Curiosamente, ouvimos, com frequência, que assim que ela superar sua questão de saúde mental, ela vai "voltar ao normal" e reconquistar aquilo que ficou pendente.
Mas saúde mental não é algo a ser superado, como uma fase a ser deixada para trás ou uma hesitação inconveniente. O movimento é oposto, é progressivo: a saúde mental é algo a ser cultivado, amparado, investido. Trata-se de permanência, estruturação, construção de alicerce, tijolo por tijolo. É a partir da saúde mental que a gente tem condições de se relacionar com o outro e com nossas próprias dificuldades. É só com saúde mental que atletas podem suportar o valor das derrotas e também das conquistas, que podem deixar os ombros pesados de responsabilidade.
Fiquei pensando no quanto Simone deve ter pensado na sua decisão. Nas crises de ansiedade que podem ter antecedido a escuta desse desejo. No quanto suas marcas — ser mulher, ser mulher negra, que conseguiu resistir ao racismo secular que define quais subjetividades devem ser vitoriosas — se tornam não apenas a vitória de uma sonhadora, mas um triunfo coletivo. E isso não é pouco.

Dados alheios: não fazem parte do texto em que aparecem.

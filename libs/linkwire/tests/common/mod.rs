//! Common test utilities for linkwire integration tests
//!
//! A mock peer speaking the JSON codec over plain TCP, plus event helpers.

#![allow(dead_code)]

use linkwire::codec::{JsonCodec, WireMessage};
use linkwire::{ClientConnection, ConnectionEvent, EventReceiver, FrameReceiver, Protocol};
use std::net::SocketAddr;
use std::time::Duration;
use tokio::io::{AsyncReadExt, AsyncWriteExt};
use tokio::net::{TcpListener, TcpStream};

/// How long any single wait in a test may take before it fails
pub const WAIT: Duration = Duration::from_secs(5);

/// Macro for verbose test output (controlled by TEST_VERBOSE env var)
#[macro_export]
macro_rules! verbose_println {
    ($($arg:tt)*) => {
        if std::env::var("TEST_VERBOSE").is_ok() {
            println!($($arg)*);
        }
    };
}

/// A listening mock server; each accepted socket becomes a [`MockPeer`]
pub struct MockServer {
    pub addr: SocketAddr,
    listener: TcpListener,
}

impl MockServer {
    pub async fn start() -> Self {
        let listener = TcpListener::bind("127.0.0.1:0").await.unwrap();
        let addr = listener.local_addr().unwrap();
        Self { addr, listener }
    }

    pub fn endpoint(&self) -> String {
        self.addr.to_string()
    }

    pub async fn accept(&self) -> MockPeer {
        let (stream, _) = tokio::time::timeout(WAIT, self.listener.accept())
            .await
            .expect("no client connected")
            .unwrap();
        MockPeer::new(stream)
    }
}

/// Server side of one accepted connection
pub struct MockPeer {
    stream: TcpStream,
    receiver: FrameReceiver,
}

impl MockPeer {
    fn new(stream: TcpStream) -> Self {
        Self {
            stream,
            receiver: FrameReceiver::new(4096, 1024 * 1024),
        }
    }

    pub async fn send(&mut self, message: &WireMessage) {
        let frame = JsonCodec.to_frame(message).unwrap();
        self.send_raw(&frame).await;
    }

    pub async fn send_raw(&mut self, bytes: &[u8]) {
        self.stream.write_all(bytes).await.unwrap();
    }

    /// Next message from the client, `None` once the client closed the socket
    pub async fn recv(&mut self) -> Option<WireMessage> {
        let mut chunk = [0u8; 4096];
        loop {
            if let Some(decoded) = self.receiver.next_message(&JsonCodec).unwrap() {
                return Some(decoded.message);
            }
            let n = tokio::time::timeout(WAIT, self.stream.read(&mut chunk))
                .await
                .expect("client sent nothing")
                .ok()?;
            if n == 0 {
                return None;
            }
            self.receiver.extend(&chunk[..n]);
        }
    }

    /// Read the client's handshake request and return the offered protocols
    pub async fn expect_connect(&mut self) -> Vec<Protocol> {
        match self.recv().await {
            Some(WireMessage::Connect { protocols }) => protocols,
            other => panic!("expected Connect, got {:?}", other),
        }
    }

    /// Complete the handshake, answering with `supported`
    pub async fn handshake(&mut self, supported: &[Protocol]) -> Vec<Protocol> {
        let offered = self.expect_connect().await;
        self.send(&WireMessage::Connected {
            protocols: supported.to_vec(),
        })
        .await;
        offered
    }

    /// Wait until the client closes its side of the socket
    pub async fn expect_closed(&mut self) {
        while self.recv().await.is_some() {}
    }

    pub async fn close(mut self) {
        let _ = self.stream.shutdown().await;
    }
}

/// Poll for the next event without blocking the runtime
pub async fn next_event<M>(events: &EventReceiver<M>) -> ConnectionEvent<M> {
    let deadline = tokio::time::Instant::now() + WAIT;
    loop {
        if let Some(event) = events.try_recv() {
            return event;
        }
        if tokio::time::Instant::now() >= deadline {
            panic!("no event within {:?}", WAIT);
        }
        tokio::time::sleep(Duration::from_millis(5)).await;
    }
}

/// Assert that nothing further is published for `quiet`
pub async fn assert_no_event<M: std::fmt::Debug>(events: &EventReceiver<M>, quiet: Duration) {
    tokio::time::sleep(quiet).await;
    if let Some(event) = events.try_recv() {
        panic!("unexpected event: {:?}", event);
    }
}

/// Wait for in-flight socket work of a torn-down connection to finish
pub async fn wait_idle<C: linkwire::MessageCodec>(connection: &ClientConnection<C>) {
    let deadline = tokio::time::Instant::now() + WAIT;
    while connection.pending_operations() > 0 {
        if tokio::time::Instant::now() >= deadline {
            panic!("{} operations still pending", connection.pending_operations());
        }
        tokio::time::sleep(Duration::from_millis(5)).await;
    }
}

/// A connection offering `protocols` with default settings
pub fn client(protocols: &[Protocol]) -> ClientConnection<JsonCodec> {
    linkwire::builder()
        .codec(JsonCodec::new())
        .protocols(protocols.iter().copied())
        .connect_timeout(Duration::from_secs(2))
        .build()
        .unwrap()
}

/// Connect `connection` to `server` and finish the handshake
pub async fn connect_and_handshake(
    connection: &ClientConnection<JsonCodec>,
    server: &MockServer,
    events: &EventReceiver<WireMessage>,
    supported: &[Protocol],
) -> MockPeer {
    connection
        .connect(server.endpoint(), linkwire::MessageTypes::RELIABLE)
        .await
        .unwrap();
    let mut peer = server.accept().await;
    peer.handshake(supported).await;
    match next_event(events).await {
        ConnectionEvent::Connected { .. } => {}
        other => panic!("expected Connected, got {:?}", other),
    }
    peer
}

Quantas Simones neste momento se encontram espremidas entre o direito de pedir uma pausa e o suposto dever de sempre continuar e persistir, muitas vezes em nome de tantas outras pessoas… Pois o sistema social que vivemos é tão perverso que faz questão de desconsiderar as subtrações violentamente impostas pelo racismo e joga, sobre ombros individuais, a tarefa de serem vitoriosos como uma exceção.
Sim, poderíamos falar aqui da saúde mental que se fragiliza universalmente, independentemente da cor da pele. Todo apelo de saúde mental deve ser escutado, na medida em que as subjetividades tocam pontos tão singulares que só a própria pessoa pode nos dizer o quanto dói o calo.

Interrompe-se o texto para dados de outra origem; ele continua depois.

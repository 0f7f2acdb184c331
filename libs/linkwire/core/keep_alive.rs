//! Keep-alive timer and liveness tracking
//!
//! # Architecture
//!
//! ```text
//! ┌──────────────────────┐
//! │  Keep-alive task     │
//! │  (Tokio spawn)       │
//! │                      │
//! │  Every interval:     │        ┌──────────────────┐
//! │  1. Wait for tick    │        │  LivenessClock   │
//! │  2. Run check ───────┼──────> │  last inbound ms │ <── receive task touches
//! │  3. Stop if told to  │        └──────────────────┘
//! └──────────────────────┘
//! ```
//!
//! The peer dictates the interval through its ping messages. The connection
//! treats `2 × interval` without any inbound message as a dead link.

use crossbeam_channel::{Receiver, Sender, TryRecvError};
use std::sync::atomic::{AtomicU64, Ordering};
use std::time::{Duration, Instant};
use tokio::runtime::Handle;
use tokio::task::JoinHandle;
use tracing::debug;

/// Timestamp of the last inbound message
///
/// Stored as milliseconds since an internal epoch so it can live in an
/// atomic and be touched from the receive task without locking.
pub struct LivenessClock {
    epoch: Instant,
    last_message_ms: AtomicU64,
}

impl LivenessClock {
    pub fn new() -> Self {
        Self {
            epoch: Instant::now(),
            last_message_ms: AtomicU64::new(0),
        }
    }

    /// Record that a message just arrived
    pub fn touch(&self) {
        let ms = self.epoch.elapsed().as_millis() as u64;
        self.last_message_ms.store(ms, Ordering::Release);
    }

    /// Time since the last recorded message (or since creation)
    pub fn since_last_message(&self) -> Duration {
        let last = self.last_message_ms.load(Ordering::Acquire);
        let now = self.epoch.elapsed().as_millis() as u64;
        Duration::from_millis(now.saturating_sub(last))
    }

    /// Whether the link has been silent for more than twice `interval`
    ///
    /// A zero interval never expires.
    pub fn is_expired(&self, interval: Duration) -> bool {
        !interval.is_zero() && self.since_last_message() > interval * 2
    }
}

impl Default for LivenessClock {
    fn default() -> Self {
        Self::new()
    }
}

struct Armed {
    interval: Duration,
    handle: JoinHandle<()>,
    shutdown_tx: Sender<()>,
}

/// Recurring timer driving the liveness check
///
/// Not synchronized on its own; the connection keeps it behind its state
/// lock so arming, re-arming and cancelling serialize with every other
/// transition.
#[derive(Default)]
pub struct KeepAliveMonitor {
    armed: Option<Armed>,
}

impl KeepAliveMonitor {
    pub fn new() -> Self {
        Self::default()
    }

    /// Start ticking every `interval`, calling `check` on each tick
    ///
    /// `check` returns `false` to stop the timer. Arming an armed monitor
    /// replaces the previous timer.
    pub fn arm<F>(&mut self, runtime: &Handle, interval: Duration, check: F)
    where
        F: Fn() -> bool + Send + 'static,
    {
        self.cancel();

        let (shutdown_tx, shutdown_rx) = crossbeam_channel::bounded(1);
        let handle = runtime.spawn(keep_alive_task(interval, check, shutdown_rx));
        self.armed = Some(Armed {
            interval,
            handle,
            shutdown_tx,
        });
    }

    /// Re-arm with a new interval; no-op if the interval is unchanged
    ///
    /// # Returns
    /// `true` if a new timer was started
    pub fn rearm<F>(&mut self, runtime: &Handle, interval: Duration, check: F) -> bool
    where
        F: Fn() -> bool + Send + 'static,
    {
        if self.interval() == Some(interval) {
            return false;
        }
        self.arm(runtime, interval, check);
        true
    }

    /// Stop the timer if one is running
    pub fn cancel(&mut self) {
        if let Some(armed) = self.armed.take() {
            let _ = armed.shutdown_tx.try_send(());
            armed.handle.abort();
            debug!("Keep-alive cancelled (interval {:?})", armed.interval);
        }
    }

    pub fn is_armed(&self) -> bool {
        self.armed.is_some()
    }

    pub fn interval(&self) -> Option<Duration> {
        self.armed.as_ref().map(|armed| armed.interval)
    }
}

impl Drop for KeepAliveMonitor {
    fn drop(&mut self) {
        self.cancel();
    }
}

async fn keep_alive_task<F>(interval: Duration, check: F, shutdown_rx: Receiver<()>)
where
    F: Fn() -> bool + Send + 'static,
{
    let mut ticker = tokio::time::interval(interval);
    // First tick fires immediately
    ticker.tick().await;
    ticker.set_missed_tick_behavior(tokio::time::MissedTickBehavior::Skip);

    debug!("Keep-alive armed with interval {:?}", interval);

    loop {
        ticker.tick().await;

        match shutdown_rx.try_recv() {
            Ok(()) | Err(TryRecvError::Disconnected) => break,
            Err(TryRecvError::Empty) => {}
        }

        if !check() {
            debug!("Keep-alive check asked to stop");
            break;
        }
    }
}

Mas não posso deixar de escutar que o grito de Simone traz apelos entrelaçados, dolorosos porque também costurados em torno da exigência de pódios em uma vida constantemente ameaçada pelo racismo. Se aos corpos negros já é custoso sobreviver, na medida em que diariamente precisam de uma luta para existir, imaginem o custo do compromisso de saírem vitoriosos.

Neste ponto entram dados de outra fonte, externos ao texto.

use crate::core::type_map::TypeMap;
use crate::traits::*;
use std::sync::Arc;
use std::time::Duration;

/// Configuration for a ClientConnection
///
/// Built with the type-state builder (`linkwire::builder()`); codec and
/// offered protocols must be set before it will build.
pub struct ConnectionConfig<C>
where
    C: MessageCodec,
{
    /// Wire format for this connection
    pub(crate) codec: Arc<C>,

    /// Protocols offered to the peer during handshake
    pub(crate) protocols: ProtocolSet,

    /// Opens the reliable socket
    pub(crate) connector: Arc<dyn Connector>,

    /// Type vocabulary for the outbound path, possibly shared
    pub(crate) type_map: Arc<TypeMap>,

    /// Runtime that drives socket and timer tasks
    pub(crate) runtime: tokio::runtime::Handle,

    /// Upper bound for the socket connect
    pub(crate) connect_timeout: Duration,

    /// Bytes requested per socket read
    pub(crate) receive_buffer_size: usize,

    /// Largest undecoded frame accepted before the stream is declared corrupt
    pub(crate) max_frame_size: usize,

    /// Send the codec's connect request and wait for the peer's Connected
    pub(crate) handshake: bool,

    /// Graceful disconnect gives the writer this long to flush
    pub(crate) close_timeout: Duration,
}

impl<C> ConnectionConfig<C>
where
    C: MessageCodec,
{
    pub fn protocols(&self) -> &ProtocolSet {
        &self.protocols
    }

    pub fn connect_timeout(&self) -> Duration {
        self.connect_timeout
    }

    pub fn receive_buffer_size(&self) -> usize {
        self.receive_buffer_size
    }

    pub fn max_frame_size(&self) -> usize {
        self.max_frame_size
    }

    pub fn has_handshake(&self) -> bool {
        self.handshake
    }

    pub fn close_timeout(&self) -> Duration {
        self.close_timeout
    }
}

Pode uma jovem negra e bem-sucedida, coroada pelo país que mata George Floyd e Breonna Taylor apenas por serem negros, abdicar da própria visibilidade gloriosa?
Que o sofrimento de Simone Biles, que provavelmente envolve uma série complexa de motivações, não seja romantizado; ela pediu para parar porque doía demais. Que ela receba todo o amparo necessário para se reerguer e seguir da maneira que sua subjetividade desejar. Parar é também um jeito de ficar vivo.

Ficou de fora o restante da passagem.